What you have to do:
Print, from the listing below, the lines starting at the line containing "filename crates/tabula-model/src/section.rs" and ending at the line containing "IN THE SOFTWARE.", exactly as they stand, and print nothing else.

Excerpted records:
────────

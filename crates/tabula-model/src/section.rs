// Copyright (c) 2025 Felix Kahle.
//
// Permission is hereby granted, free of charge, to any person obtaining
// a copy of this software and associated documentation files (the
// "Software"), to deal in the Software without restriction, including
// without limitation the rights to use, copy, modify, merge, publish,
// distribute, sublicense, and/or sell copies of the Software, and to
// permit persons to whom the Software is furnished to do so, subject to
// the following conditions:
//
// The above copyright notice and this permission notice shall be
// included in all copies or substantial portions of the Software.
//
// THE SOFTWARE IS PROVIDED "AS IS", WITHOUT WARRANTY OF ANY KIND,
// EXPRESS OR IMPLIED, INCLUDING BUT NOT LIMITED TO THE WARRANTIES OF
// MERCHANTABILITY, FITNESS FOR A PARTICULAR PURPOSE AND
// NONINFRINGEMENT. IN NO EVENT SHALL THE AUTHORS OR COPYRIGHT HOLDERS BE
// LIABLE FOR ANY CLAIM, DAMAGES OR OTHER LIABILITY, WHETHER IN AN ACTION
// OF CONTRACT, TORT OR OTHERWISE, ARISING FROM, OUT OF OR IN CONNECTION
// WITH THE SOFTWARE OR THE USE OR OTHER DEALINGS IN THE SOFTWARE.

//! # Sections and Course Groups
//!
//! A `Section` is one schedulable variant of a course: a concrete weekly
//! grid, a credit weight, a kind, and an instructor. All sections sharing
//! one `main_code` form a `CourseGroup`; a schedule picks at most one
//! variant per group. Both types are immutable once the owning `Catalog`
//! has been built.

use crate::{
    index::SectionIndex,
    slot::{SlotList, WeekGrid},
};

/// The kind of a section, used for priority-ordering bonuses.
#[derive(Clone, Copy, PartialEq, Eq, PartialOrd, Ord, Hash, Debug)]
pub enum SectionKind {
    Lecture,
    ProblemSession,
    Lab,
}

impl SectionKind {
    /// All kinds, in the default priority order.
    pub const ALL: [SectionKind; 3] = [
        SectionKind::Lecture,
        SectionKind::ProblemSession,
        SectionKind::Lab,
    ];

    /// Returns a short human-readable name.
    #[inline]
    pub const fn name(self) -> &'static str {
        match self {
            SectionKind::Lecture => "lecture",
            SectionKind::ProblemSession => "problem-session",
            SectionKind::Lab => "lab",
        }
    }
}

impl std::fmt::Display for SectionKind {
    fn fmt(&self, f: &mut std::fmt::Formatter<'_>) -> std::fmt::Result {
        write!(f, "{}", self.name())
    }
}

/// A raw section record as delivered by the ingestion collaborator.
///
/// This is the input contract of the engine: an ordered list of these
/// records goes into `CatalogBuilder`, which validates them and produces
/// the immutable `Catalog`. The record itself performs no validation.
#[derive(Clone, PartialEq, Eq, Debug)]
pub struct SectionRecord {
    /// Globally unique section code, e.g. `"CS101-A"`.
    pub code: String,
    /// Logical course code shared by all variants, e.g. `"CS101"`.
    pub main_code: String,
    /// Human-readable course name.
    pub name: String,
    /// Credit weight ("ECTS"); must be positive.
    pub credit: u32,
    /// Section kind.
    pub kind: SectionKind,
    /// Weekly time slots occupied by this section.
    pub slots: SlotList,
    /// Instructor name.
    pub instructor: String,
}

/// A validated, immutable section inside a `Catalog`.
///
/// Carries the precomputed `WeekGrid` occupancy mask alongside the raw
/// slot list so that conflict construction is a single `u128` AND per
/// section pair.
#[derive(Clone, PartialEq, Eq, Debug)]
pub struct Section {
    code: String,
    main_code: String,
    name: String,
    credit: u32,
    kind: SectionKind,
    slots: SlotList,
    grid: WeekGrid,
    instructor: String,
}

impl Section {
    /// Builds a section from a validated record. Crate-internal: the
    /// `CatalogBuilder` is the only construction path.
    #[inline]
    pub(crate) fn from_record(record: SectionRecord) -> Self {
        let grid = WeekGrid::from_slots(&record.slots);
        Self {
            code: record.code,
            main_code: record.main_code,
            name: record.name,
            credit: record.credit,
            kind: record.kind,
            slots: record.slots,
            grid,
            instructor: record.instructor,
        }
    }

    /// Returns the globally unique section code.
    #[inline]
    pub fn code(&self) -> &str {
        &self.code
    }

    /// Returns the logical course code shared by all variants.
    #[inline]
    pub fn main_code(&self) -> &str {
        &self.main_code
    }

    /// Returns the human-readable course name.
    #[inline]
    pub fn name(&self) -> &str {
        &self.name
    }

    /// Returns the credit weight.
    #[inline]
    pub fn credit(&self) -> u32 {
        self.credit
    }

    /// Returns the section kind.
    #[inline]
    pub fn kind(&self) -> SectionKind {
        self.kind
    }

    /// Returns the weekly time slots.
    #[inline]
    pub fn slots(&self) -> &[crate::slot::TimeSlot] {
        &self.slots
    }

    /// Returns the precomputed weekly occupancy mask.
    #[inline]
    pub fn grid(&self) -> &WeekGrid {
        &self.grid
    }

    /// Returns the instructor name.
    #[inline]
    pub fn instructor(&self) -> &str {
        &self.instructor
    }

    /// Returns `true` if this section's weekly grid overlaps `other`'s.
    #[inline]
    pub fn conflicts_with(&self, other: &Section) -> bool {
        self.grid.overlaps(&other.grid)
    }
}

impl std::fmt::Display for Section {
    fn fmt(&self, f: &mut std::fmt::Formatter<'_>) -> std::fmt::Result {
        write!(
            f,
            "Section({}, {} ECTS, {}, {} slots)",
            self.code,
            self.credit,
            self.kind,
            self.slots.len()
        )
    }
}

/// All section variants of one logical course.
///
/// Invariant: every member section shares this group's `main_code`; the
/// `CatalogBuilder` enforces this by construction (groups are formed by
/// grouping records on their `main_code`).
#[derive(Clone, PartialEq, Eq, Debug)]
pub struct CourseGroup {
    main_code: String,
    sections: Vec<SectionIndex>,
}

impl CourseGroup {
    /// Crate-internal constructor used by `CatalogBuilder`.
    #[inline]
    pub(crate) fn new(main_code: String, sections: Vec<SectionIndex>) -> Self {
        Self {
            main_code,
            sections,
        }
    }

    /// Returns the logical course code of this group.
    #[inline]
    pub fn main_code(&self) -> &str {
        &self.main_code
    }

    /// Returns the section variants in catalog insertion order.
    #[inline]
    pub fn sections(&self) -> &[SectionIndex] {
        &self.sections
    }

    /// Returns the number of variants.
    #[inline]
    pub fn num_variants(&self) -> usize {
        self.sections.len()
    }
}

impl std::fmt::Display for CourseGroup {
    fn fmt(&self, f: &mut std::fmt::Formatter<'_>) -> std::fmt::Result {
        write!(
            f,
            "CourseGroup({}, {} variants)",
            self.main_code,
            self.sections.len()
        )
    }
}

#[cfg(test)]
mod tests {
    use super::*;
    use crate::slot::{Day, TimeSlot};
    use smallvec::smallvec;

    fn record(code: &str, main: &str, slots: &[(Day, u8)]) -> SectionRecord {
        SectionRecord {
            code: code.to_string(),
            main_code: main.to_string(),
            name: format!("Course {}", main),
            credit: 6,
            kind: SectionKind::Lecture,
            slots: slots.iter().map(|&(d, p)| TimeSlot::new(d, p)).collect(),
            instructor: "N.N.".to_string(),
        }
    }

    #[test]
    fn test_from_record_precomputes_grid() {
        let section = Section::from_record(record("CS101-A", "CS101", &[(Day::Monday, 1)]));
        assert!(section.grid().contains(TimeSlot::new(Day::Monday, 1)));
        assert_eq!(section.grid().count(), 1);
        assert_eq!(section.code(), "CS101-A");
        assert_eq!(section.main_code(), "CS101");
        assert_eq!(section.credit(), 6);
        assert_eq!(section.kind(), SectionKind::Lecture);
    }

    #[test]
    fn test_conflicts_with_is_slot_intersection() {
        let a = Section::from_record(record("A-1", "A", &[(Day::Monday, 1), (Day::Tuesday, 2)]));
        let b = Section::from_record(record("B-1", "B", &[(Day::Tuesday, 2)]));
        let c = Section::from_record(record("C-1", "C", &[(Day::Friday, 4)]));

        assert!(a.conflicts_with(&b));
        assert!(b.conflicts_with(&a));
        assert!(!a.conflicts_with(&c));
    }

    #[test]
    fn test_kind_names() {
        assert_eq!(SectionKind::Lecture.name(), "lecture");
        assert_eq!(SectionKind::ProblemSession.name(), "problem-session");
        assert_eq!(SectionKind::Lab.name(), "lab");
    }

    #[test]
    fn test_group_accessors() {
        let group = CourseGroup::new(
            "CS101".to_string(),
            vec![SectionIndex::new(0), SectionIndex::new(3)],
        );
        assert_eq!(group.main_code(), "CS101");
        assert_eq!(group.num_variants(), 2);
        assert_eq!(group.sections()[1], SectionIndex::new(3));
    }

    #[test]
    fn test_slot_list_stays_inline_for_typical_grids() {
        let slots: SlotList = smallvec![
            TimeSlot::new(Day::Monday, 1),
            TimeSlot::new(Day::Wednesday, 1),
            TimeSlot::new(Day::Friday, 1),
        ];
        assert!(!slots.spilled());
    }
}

────────

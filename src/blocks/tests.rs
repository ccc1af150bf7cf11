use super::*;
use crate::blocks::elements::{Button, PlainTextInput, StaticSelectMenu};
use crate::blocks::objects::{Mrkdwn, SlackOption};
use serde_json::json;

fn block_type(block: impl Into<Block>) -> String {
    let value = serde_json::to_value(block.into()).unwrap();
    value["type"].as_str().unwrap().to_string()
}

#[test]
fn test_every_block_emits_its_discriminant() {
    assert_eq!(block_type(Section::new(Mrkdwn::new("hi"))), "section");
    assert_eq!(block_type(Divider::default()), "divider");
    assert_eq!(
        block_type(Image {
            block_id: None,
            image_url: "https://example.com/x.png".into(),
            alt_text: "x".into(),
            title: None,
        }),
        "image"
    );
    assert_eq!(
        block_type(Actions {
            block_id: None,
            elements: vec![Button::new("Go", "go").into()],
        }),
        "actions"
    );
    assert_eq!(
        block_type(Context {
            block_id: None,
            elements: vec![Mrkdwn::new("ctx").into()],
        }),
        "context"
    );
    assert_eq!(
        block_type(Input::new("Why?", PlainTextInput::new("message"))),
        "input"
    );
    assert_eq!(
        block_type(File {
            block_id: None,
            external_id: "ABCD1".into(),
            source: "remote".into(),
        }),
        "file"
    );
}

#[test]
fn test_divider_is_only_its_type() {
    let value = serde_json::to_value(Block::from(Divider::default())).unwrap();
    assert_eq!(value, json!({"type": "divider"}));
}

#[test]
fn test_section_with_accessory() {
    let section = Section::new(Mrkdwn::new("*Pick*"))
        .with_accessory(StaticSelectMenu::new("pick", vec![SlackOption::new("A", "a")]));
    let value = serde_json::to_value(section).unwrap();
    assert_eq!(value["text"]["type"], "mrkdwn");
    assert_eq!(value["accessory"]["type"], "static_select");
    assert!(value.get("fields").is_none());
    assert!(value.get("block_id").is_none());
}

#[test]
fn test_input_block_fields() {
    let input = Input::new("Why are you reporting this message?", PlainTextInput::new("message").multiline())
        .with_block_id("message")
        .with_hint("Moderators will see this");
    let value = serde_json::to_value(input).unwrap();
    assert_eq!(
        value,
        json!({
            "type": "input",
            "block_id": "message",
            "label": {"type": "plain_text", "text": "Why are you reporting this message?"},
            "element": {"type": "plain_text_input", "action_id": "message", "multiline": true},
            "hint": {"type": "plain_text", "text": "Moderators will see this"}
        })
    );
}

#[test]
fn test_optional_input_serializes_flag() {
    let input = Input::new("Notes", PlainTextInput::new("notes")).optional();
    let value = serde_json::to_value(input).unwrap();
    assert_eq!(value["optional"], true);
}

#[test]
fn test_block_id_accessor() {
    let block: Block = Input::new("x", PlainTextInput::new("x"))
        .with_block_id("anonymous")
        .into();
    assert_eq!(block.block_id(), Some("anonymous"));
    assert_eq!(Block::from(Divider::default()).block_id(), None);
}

────────

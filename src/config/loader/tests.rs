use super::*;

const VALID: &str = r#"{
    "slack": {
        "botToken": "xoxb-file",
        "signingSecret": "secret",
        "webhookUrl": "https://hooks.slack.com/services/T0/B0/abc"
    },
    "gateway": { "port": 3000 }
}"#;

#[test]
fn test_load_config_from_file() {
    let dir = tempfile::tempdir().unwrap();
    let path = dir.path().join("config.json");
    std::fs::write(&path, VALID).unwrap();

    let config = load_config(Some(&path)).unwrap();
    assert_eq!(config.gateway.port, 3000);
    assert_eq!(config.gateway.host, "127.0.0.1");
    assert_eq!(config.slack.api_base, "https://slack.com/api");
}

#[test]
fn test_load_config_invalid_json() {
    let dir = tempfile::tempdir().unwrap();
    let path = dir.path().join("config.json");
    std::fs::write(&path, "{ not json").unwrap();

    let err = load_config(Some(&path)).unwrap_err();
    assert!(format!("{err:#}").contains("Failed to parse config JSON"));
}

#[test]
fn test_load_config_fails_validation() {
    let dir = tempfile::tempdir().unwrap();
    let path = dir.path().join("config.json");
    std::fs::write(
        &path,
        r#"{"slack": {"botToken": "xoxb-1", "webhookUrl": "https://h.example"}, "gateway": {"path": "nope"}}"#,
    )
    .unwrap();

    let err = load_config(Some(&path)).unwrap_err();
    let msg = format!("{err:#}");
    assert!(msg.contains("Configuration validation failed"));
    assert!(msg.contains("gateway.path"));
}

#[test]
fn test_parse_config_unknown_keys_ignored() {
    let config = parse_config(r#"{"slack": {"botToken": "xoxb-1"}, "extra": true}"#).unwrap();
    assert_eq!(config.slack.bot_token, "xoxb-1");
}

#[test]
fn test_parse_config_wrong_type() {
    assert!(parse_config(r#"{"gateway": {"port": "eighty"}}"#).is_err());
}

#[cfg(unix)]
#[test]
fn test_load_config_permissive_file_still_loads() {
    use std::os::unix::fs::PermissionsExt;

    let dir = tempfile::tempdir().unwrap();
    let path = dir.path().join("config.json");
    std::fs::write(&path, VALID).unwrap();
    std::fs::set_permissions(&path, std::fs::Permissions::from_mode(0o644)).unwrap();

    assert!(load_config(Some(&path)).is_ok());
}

────────

Response box:
filename crates/tabula-model/src/section.rs
// Copyright (c) 2025 Felix Kahle.
//
// Permission is hereby granted, free of charge, to any person obtaining
// a copy of this software and associated documentation files (the
// "Software"), to deal in the Software without restriction, including
// without limitation the rights to use, copy, modify, merge, publish,
// distribute, sublicense, and/or sell copies of the Software, and to
// permit persons to whom the Software is furnished to do so, subject to
// the following conditions:
//
// The above copyright notice and this permission notice shall be
// included in all copies or substantial portions of the Software.
//
// THE SOFTWARE IS PROVIDED "AS IS", WITHOUT WARRANTY OF ANY KIND,
// EXPRESS OR IMPLIED, INCLUDING BUT NOT LIMITED TO THE WARRANTIES OF
// MERCHANTABILITY, FITNESS FOR A PARTICULAR PURPOSE AND
// NONINFRINGEMENT. IN NO EVENT SHALL THE AUTHORS OR COPYRIGHT HOLDERS BE
// LIABLE FOR ANY CLAIM, DAMAGES OR OTHER LIABILITY, WHETHER IN AN ACTION
// OF CONTRACT, TORT OR OTHERWISE, ARISING FROM, OUT OF OR IN CONNECTION
// WITH THE SOFTWARE OR THE USE OR OTHER DEALINGS IN THE SOFTWARE.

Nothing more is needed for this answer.